Penantian 5 Tahun Akhirnya Hamil, Begini Kisah Program Bayi Tabung Dosen Asal Lampung di Surabaya
Direktur Utama Asha IVF Indonesia, dr Amang Surya Priyanto SpOG FMAS, mengingatkan bahwa waktu menjadi faktor penting dalam keberhasilan program bayi tabung. Menurutnya, kualitas cadangan sel telur perempuan akan menurun signifikan setelah usia 35 tahun.
“Usia sangat menentukan. Karena itu kami mendorong pasangan untuk tidak menunda terlalu lama.
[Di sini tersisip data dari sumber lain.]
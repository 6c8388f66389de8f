//! SQLite database migration management.
//!
//! Migrations are embedded as SQL constants and applied in version order
//! through a `schema_migrations` bookkeeping table.

use sqlx::SqlitePool;
use thiserror::Error;

#[derive(Debug, Error)]
pub enum MigrationError {
    #[error("Failed to execute migration {version}: {source}")]
    ExecutionError {
        version: i64,
        #[source]
        source: sqlx::Error,
    },
    #[error("Failed to get schema version: {0}")]
    VersionCheckError(#[source] sqlx::Error),
}

#[derive(Debug, Clone)]
pub struct Migration {
    pub version: i64,
    pub description: String,
    pub sql: String,
}

pub struct Migrator {
    pool: SqlitePool,
}

impl Migrator {
    pub fn new(pool: SqlitePool) -> Self {
        Self { pool }
    }

    pub async fn run_embedded_migrations(
        &self,
        migrations: Vec<Migration>,
    ) -> Result<usize, MigrationError> {
        self.ensure_migrations_table().await?;
        let current_version = self.get_current_version().await?;
        let pending: Vec<_> = migrations
            .into_iter()
            .filter(|m| m.version > current_version)
            .collect();

        if pending.is_empty() {
            return Ok(0);
        }

        for migration in &pending {
            self.apply_migration(migration).await?;
        }

        Ok(pending.len())
    }

    async fn ensure_migrations_table(&self) -> Result<(), MigrationError> {
        sqlx::query(
            "CREATE TABLE IF NOT EXISTS schema_migrations (
                version INTEGER PRIMARY KEY,
                applied_at TEXT NOT NULL DEFAULT (datetime('now')),
                description TEXT
            )",
        )
        .execute(&self.pool)
        .await
        .map_err(|e| MigrationError::ExecutionError {
            version: 0,
            source: e,
        })?;
        Ok(())
    }

    pub async fn get_current_version(&self) -> Result<i64, MigrationError> {
        let result: Option<(i64,)> =
            sqlx::query_as("SELECT COALESCE(MAX(version), 0) FROM schema_migrations")
                .fetch_optional(&self.pool)
                .await
                .map_err(MigrationError::VersionCheckError)?;
        Ok(result.map(|(v,)| v).unwrap_or(0))
    }

    async fn apply_migration(&self, migration: &Migration) -> Result<(), MigrationError> {
        sqlx::raw_sql(&migration.sql)
            .execute(&self.pool)
            .await
            .map_err(|e| MigrationError::ExecutionError {
                version: migration.version,
                source: e,
            })?;

        sqlx::query("INSERT INTO schema_migrations (version, description) VALUES (?, ?)")
            .bind(migration.version)
            .bind(&migration.description)
            .execute(&self.pool)
            .await
            .map_err(|e| MigrationError::ExecutionError {
                version: migration.version,
                source: e,
            })?;
        Ok(())
    }
}

const INITIAL_SCHEMA: &str = r"
CREATE TABLE IF NOT EXISTS rules (
    id TEXT PRIMARY KEY,
    name TEXT NOT NULL UNIQUE,
    description TEXT NOT NULL DEFAULT '',
    enabled INTEGER NOT NULL DEFAULT 1,
    scope_json TEXT NOT NULL DEFAULT '{}',
    condition_kind TEXT NOT NULL,
    threshold REAL,
    window_secs INTEGER,
    consecutive_count INTEGER NOT NULL DEFAULT 1,
    action_type TEXT NOT NULL,
    action_params TEXT NOT NULL DEFAULT '{}',
    priority TEXT NOT NULL DEFAULT 'medium',
    cooldown_secs INTEGER,
    last_fired TEXT,
    fire_count INTEGER NOT NULL DEFAULT 0,
    created_at TEXT NOT NULL,
    updated_at TEXT NOT NULL
);

CREATE INDEX IF NOT EXISTS idx_rules_enabled ON rules(enabled);

CREATE TABLE IF NOT EXISTS metric_observations (
    id TEXT PRIMARY KEY,
    agent_type TEXT NOT NULL,
    metric_type TEXT NOT NULL,
    metric_subtype TEXT,
    category TEXT,
    campaign_id TEXT,
    region TEXT,
    platform TEXT,
    value REAL NOT NULL,
    recorded_at TEXT NOT NULL
);

CREATE INDEX IF NOT EXISTS idx_metrics_scope_time
    ON metric_observations(agent_type, metric_type, recorded_at);

CREATE TABLE IF NOT EXISTS execution_log (
    id TEXT PRIMARY KEY,
    rule_id TEXT,
    rule_name TEXT,
    action_type TEXT NOT NULL,
    agent_type TEXT NOT NULL,
    metric_type TEXT,
    metric_subtype TEXT,
    category TEXT,
    campaign_id TEXT,
    trigger_value REAL,
    threshold REAL,
    priority TEXT NOT NULL,
    status TEXT NOT NULL,
    attempts INTEGER NOT NULL DEFAULT 0,
    success INTEGER NOT NULL DEFAULT 0,
    message TEXT NOT NULL DEFAULT '',
    data TEXT,
    rollback_data TEXT,
    impact_metrics TEXT,
    error TEXT,
    started_at TEXT NOT NULL,
    finished_at TEXT NOT NULL
);

CREATE INDEX IF NOT EXISTS idx_execution_log_time ON execution_log(started_at);
CREATE INDEX IF NOT EXISTS idx_execution_log_context
    ON execution_log(agent_type, metric_type, started_at);

CREATE TABLE IF NOT EXISTS metric_weights (
    id TEXT PRIMARY KEY,
    agent_type TEXT NOT NULL,
    metric_type TEXT NOT NULL,
    metric_subtype TEXT,
    category TEXT,
    scope TEXT,
    weight REAL NOT NULL,
    threshold REAL,
    confidence REAL NOT NULL,
    sample_size INTEGER NOT NULL DEFAULT 0,
    stability REAL NOT NULL DEFAULT 0.5,
    version INTEGER NOT NULL,
    previous_version TEXT,
    active INTEGER NOT NULL DEFAULT 1,
    created_at TEXT NOT NULL
);

CREATE INDEX IF NOT EXISTS idx_weights_key
    ON metric_weights(agent_type, metric_type, active);

CREATE TABLE IF NOT EXISTS learning_insights (
    id TEXT PRIMARY KEY,
    kind TEXT NOT NULL,
    priority TEXT NOT NULL,
    agent_type TEXT NOT NULL,
    metric_type TEXT NOT NULL,
    metric_subtype TEXT,
    category TEXT,
    scope TEXT,
    title TEXT NOT NULL,
    detail TEXT NOT NULL,
    confidence REAL NOT NULL,
    expected_impact REAL NOT NULL,
    evidence_count INTEGER NOT NULL DEFAULT 0,
    created_at TEXT NOT NULL
);

CREATE INDEX IF NOT EXISTS idx_insights_time ON learning_insights(created_at);
";

pub fn initial_schema_migration() -> Migration {
    Migration {
        version: 1,
        description: "Initial schema".to_string(),
        sql: INITIAL_SCHEMA.to_string(),
    }
}

pub fn all_embedded_migrations() -> Vec<Migration> {
    vec![initial_schema_migration()]
}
Skema cicilan disiapkan agar program bisa segera dimulai sebelum melewati usia reproduksi optimal,” jelas dr Amang.
Keberhasilan program ini dirasakan langsung oleh Ari Rohmawati (39) dan Rudi Hermanto (39), pasangan dosen asal Pringsewu, Lampung. Setelah menanti kehadiran anak selama lima tahun dan sempat menunda program karena studi doktoral, Ari kini tengah mengandung enam bulan berkat program IVF yang dijalaninya di Surabaya.
Klinik Asha IVF Jaladri sendiri merupakan hasil kolaborasi antara RSPAL dr Ramelan Surabaya dan jaringan Asha IVF Indonesia. Fasilitas ini dilengkapi laboratorium embriologi modern serta didukung tim dokter spesialis obstetri dan ginekologi berpengalaman. Layanan yang tersedia mencakup konsultasi infertilitas, inseminasi buatan, hingga teknik bayi tabung lanjutan.
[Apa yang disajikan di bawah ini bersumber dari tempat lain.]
//! SQLite database adapters for the adwatch control loop.

pub mod connection;
pub mod execution_log;
pub mod metric_source;
pub mod migrations;
pub mod rule_store;
pub mod weight_store;

pub use connection::{
    create_pool, create_test_pool, verify_connection, ConnectionError, PoolConfig,
};
pub use execution_log::SqliteExecutionLog;
pub use metric_source::SqliteMetricSource;
pub use migrations::{all_embedded_migrations, Migration, MigrationError, Migrator};
pub use rule_store::SqliteRuleStore;
pub use weight_store::SqliteWeightStore;

use chrono::{DateTime, Utc};
use sqlx::SqlitePool;
use uuid::Uuid;

use crate::domain::errors::{DomainError, DomainResult};

/// Parse a UUID string from a SQLite row field.
pub fn parse_uuid(s: &str) -> DomainResult<Uuid> {
    Uuid::parse_str(s).map_err(|e| DomainError::SerializationError(e.to_string()))
}

/// Parse an optional UUID string from a SQLite row field.
pub fn parse_optional_uuid(s: Option<String>) -> DomainResult<Option<Uuid>> {
    s.map(|s| Uuid::parse_str(&s))
        .transpose()
        .map_err(|e| DomainError::SerializationError(e.to_string()))
}

/// Parse an RFC3339 datetime string from a SQLite row field.
pub fn parse_datetime(s: &str) -> DomainResult<DateTime<Utc>> {
    chrono::DateTime::parse_from_rfc3339(s)
        .map_err(|e| DomainError::SerializationError(e.to_string()))
        .map(|dt| dt.with_timezone(&Utc))
}

/// Parse an optional RFC3339 datetime string from a SQLite row field.
pub fn parse_optional_datetime(s: Option<String>) -> DomainResult<Option<DateTime<Utc>>> {
    s.map(|s| chrono::DateTime::parse_from_rfc3339(&s).map(|d| d.with_timezone(&Utc)))
        .transpose()
        .map_err(|e| DomainError::SerializationError(e.to_string()))
}

#[derive(Debug, thiserror::Error)]
pub enum DatabaseError {
    #[error("Connection error: {0}")]
    Connection(#[from] ConnectionError),
    #[error("Migration error: {0}")]
    Migration(#[from] MigrationError),
    #[error("Query error: {0}")]
    Query(#[from] sqlx::Error),
}

pub async fn initialize_database(database_url: &str) -> Result<SqlitePool, DatabaseError> {
    let pool = create_pool(database_url, None).await?;
    let migrator = Migrator::new(pool.clone());
    migrator
        .run_embedded_migrations(all_embedded_migrations())
        .await?;
    Ok(pool)
}

pub async fn initialize_default_database() -> Result<SqlitePool, DatabaseError> {
    initialize_database("sqlite:.adwatch/adwatch.db").await
}

/// Create an in-memory test pool with all migrations applied.
pub async fn create_migrated_test_pool() -> Result<SqlitePool, DatabaseError> {
    let pool = create_test_pool().await?;
    let migrator = Migrator::new(pool.clone());
    migrator
        .run_embedded_migrations(all_embedded_migrations())
        .await?;
    Ok(pool)
}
Pihak klinik juga mengimbau pasangan suami istri yang telah menikah lebih dari satu tahun namun belum dikaruniai anak untuk segera menjalani pemeriksaan fertilitas secara bersama. Deteksi dini dinilai penting agar peluang keberhasilan program kehamilan tetap tinggi dan sesuai dengan usia reproduksi yang sehat.